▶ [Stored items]
=== Section Start ===

//! Execution control.
//!
//! Start and continue are gated on the board being halted; stop and reset
//! are honoured in any state. None of the four commands reads a reply.

use log::debug;

use super::Board;
use crate::wire::Op;

impl Board {
    /// Commences execution for `steps` steps.
    ///
    /// A count of zero runs until a breakpoint or halt. Ignored unless the
    /// board is halted.
    pub fn start(&self, steps: u32) {
        let mut link = self.link.lock();
        if !Self::probe_with(&mut link).status.halted() {
            debug!("start ignored; board not halted");
            return;
        }
        link.write_byte(Op::Start.code());
        link.write_word(4, steps);
    }

    /// Resumes execution after a halt.
    ///
    /// Ignored unless the board is halted.
    pub fn resume(&self) {
        let mut link = self.link.lock();
        if !Self::probe_with(&mut link).status.halted() {
            debug!("continue ignored; board not halted");
            return;
        }
        link.write_byte(Op::Continue.code());
    }

    /// Halts execution.
    pub fn pause(&self) {
        self.link.lock().write_byte(Op::Stop.code());
    }

    /// Resets the board.
    pub fn reset(&self) {
        self.link.lock().write_byte(Op::Reset.code());
    }
}
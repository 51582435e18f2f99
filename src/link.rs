//! Framed pipe I/O.
//!
//! A [`Link`] is the host endpoint of the board's pipe pair. Rather than
//! touching the child's file descriptors directly, it speaks through a pair
//! of channels bridged to the pipes by the [supervisor](crate::spawn)'s I/O
//! threads; every wait is bounded, so no exchange can stall the host
//! indefinitely. Integers cross the wire least-significant byte first.

use std::collections::VecDeque;
use std::sync::mpsc::{self, Receiver, RecvTimeoutError, Sender, SyncSender, TrySendError};
use std::thread;
use std::time::{Duration, Instant};

use log::{debug, warn};

/// Bound on a single poll of the inbound pipe.
pub const READ_TIMEOUT: Duration = Duration::from_millis(1000);
/// Bound on queueing a write to the outbound pipe.
pub const WRITE_TIMEOUT: Duration = Duration::from_millis(100);
/// Backoff between retries of a refused write.
const RETRY: Duration = Duration::from_millis(5);

/// Widest integer carried on the wire, in bytes.
pub const WORD: usize = 4;
/// Outbound queue depth before writes start waiting.
const DEPTH: usize = 64;

/// Host endpoint of the board's pipe pair.
#[derive(Debug)]
pub struct Link {
    /// Outbound queue, drained into the board's stdin.
    tx: SyncSender<Vec<u8>>,
    /// Inbound queue, fed from the board's stdout.
    rx: Receiver<Vec<u8>>,
    /// Received bytes not yet consumed.
    buf: VecDeque<u8>,
}

/// Far side of a [`Link`], handed to the supervisor's pipe threads (or to an
/// in-process double under test).
#[derive(Debug)]
pub struct Remote {
    /// Receives host-to-board traffic.
    pub rx: Receiver<Vec<u8>>,
    /// Injects board-to-host bytes.
    pub tx: Sender<Vec<u8>>,
}

/// Constructs a connected link/remote pair.
#[must_use]
pub fn pair() -> (Link, Remote) {
    let (out_tx, out_rx) = mpsc::sync_channel(DEPTH);
    let (in_tx, in_rx) = mpsc::channel();
    (Link::new(out_tx, in_rx), Remote {
        rx: out_rx,
        tx: in_tx,
    })
}

impl Link {
    /// Constructs a link over the provided queue endpoints.
    #[must_use]
    pub fn new(tx: SyncSender<Vec<u8>>, rx: Receiver<Vec<u8>>) -> Self {
        Self {
            tx,
            rx,
            buf: VecDeque::new(),
        }
    }

    /// Writes raw bytes towards the board.
    ///
    /// Waits up to [`WRITE_TIMEOUT`] for room in the outbound queue; on
    /// timeout (or when the far side is gone) the write is dropped with a
    /// diagnostic. Never blocks indefinitely.
    pub fn write_bytes(&mut self, data: &[u8]) {
        // Zero-length chunks double as end-of-stream markers; never send one
        if data.is_empty() {
            return;
        }
        let deadline = Instant::now() + WRITE_TIMEOUT;
        let mut msg = data.to_vec();
        loop {
            match self.tx.try_send(msg) {
                Ok(()) => return,
                Err(TrySendError::Full(back)) => {
                    if Instant::now() >= deadline {
                        warn!("board not responding; dropped write of {} bytes", back.len());
                        return;
                    }
                    msg = back;
                    thread::sleep(RETRY);
                }
                Err(TrySendError::Disconnected(back)) => {
                    warn!("pipe write error; dropped write of {} bytes", back.len());
                    return;
                }
            }
        }
    }

    /// Writes a single byte towards the board.
    pub fn write_byte(&mut self, byte: u8) {
        self.write_bytes(&[byte]);
    }

    /// Writes the low `count` bytes of a word, least-significant first.
    ///
    /// Counts beyond [`WORD`] are clipped.
    pub fn write_word(&mut self, count: usize, value: u32) {
        let count = count.min(WORD);
        self.write_bytes(&value.to_le_bytes()[..count]);
    }

    /// Reads raw bytes from the board into `buf`.
    ///
    /// Polls the inbound queue with a [`READ_TIMEOUT`] bound per chunk,
    /// returning the (possibly short) count read on timeout or end of
    /// stream. Never blocks indefinitely.
    pub fn read_bytes(&mut self, buf: &mut [u8]) -> usize {
        let mut count = 0;
        while count < buf.len() {
            if let Some(byte) = self.buf.pop_front() {
                buf[count] = byte;
                count += 1;
                continue;
            }
            match self.rx.recv_timeout(READ_TIMEOUT) {
                Ok(chunk) => {
                    // A zero-length read means the pipe has closed
                    if chunk.is_empty() {
                        break;
                    }
                    self.buf.extend(chunk);
                }
                Err(RecvTimeoutError::Timeout) => {
                    warn!("board not responding; short read of {count} bytes");
                    break;
                }
                Err(RecvTimeoutError::Disconnected) => {
                    debug!("pipe closed; short read of {count} bytes");
                    break;
                }
            }
        }
        count
    }

    /// Reads a single byte from the board.
    pub fn read_byte(&mut self) -> Option<u8> {
        let mut buf = [0];
        (self.read_bytes(&mut buf) == buf.len()).then(|| buf[0])
    }

    /// Reads `count` bytes, assembled least-significant first.
    ///
    /// Counts beyond [`WORD`] are clipped. Returns `None` on a short read.
    pub fn read_word(&mut self, count: usize) -> Option<u32> {
        let count = count.min(WORD);
        let mut buf = [0; WORD];
        (self.read_bytes(&mut buf[..count]) == count).then(|| {
            buf[..count]
                .iter()
                .rev()
                .fold(0, |word, &byte| word << 8 | u32::from(byte))
        })
    }
}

=== Section End ===

▶ [Exercise]
In the entries above, copy each line that contains the string "significant".

▶ [Exercise result]
//! indefinitely. Integers cross the wire least-significant byte first.
    /// Writes the low `count` bytes of a word, least-significant first.
    /// Reads `count` bytes, assembled least-significant first.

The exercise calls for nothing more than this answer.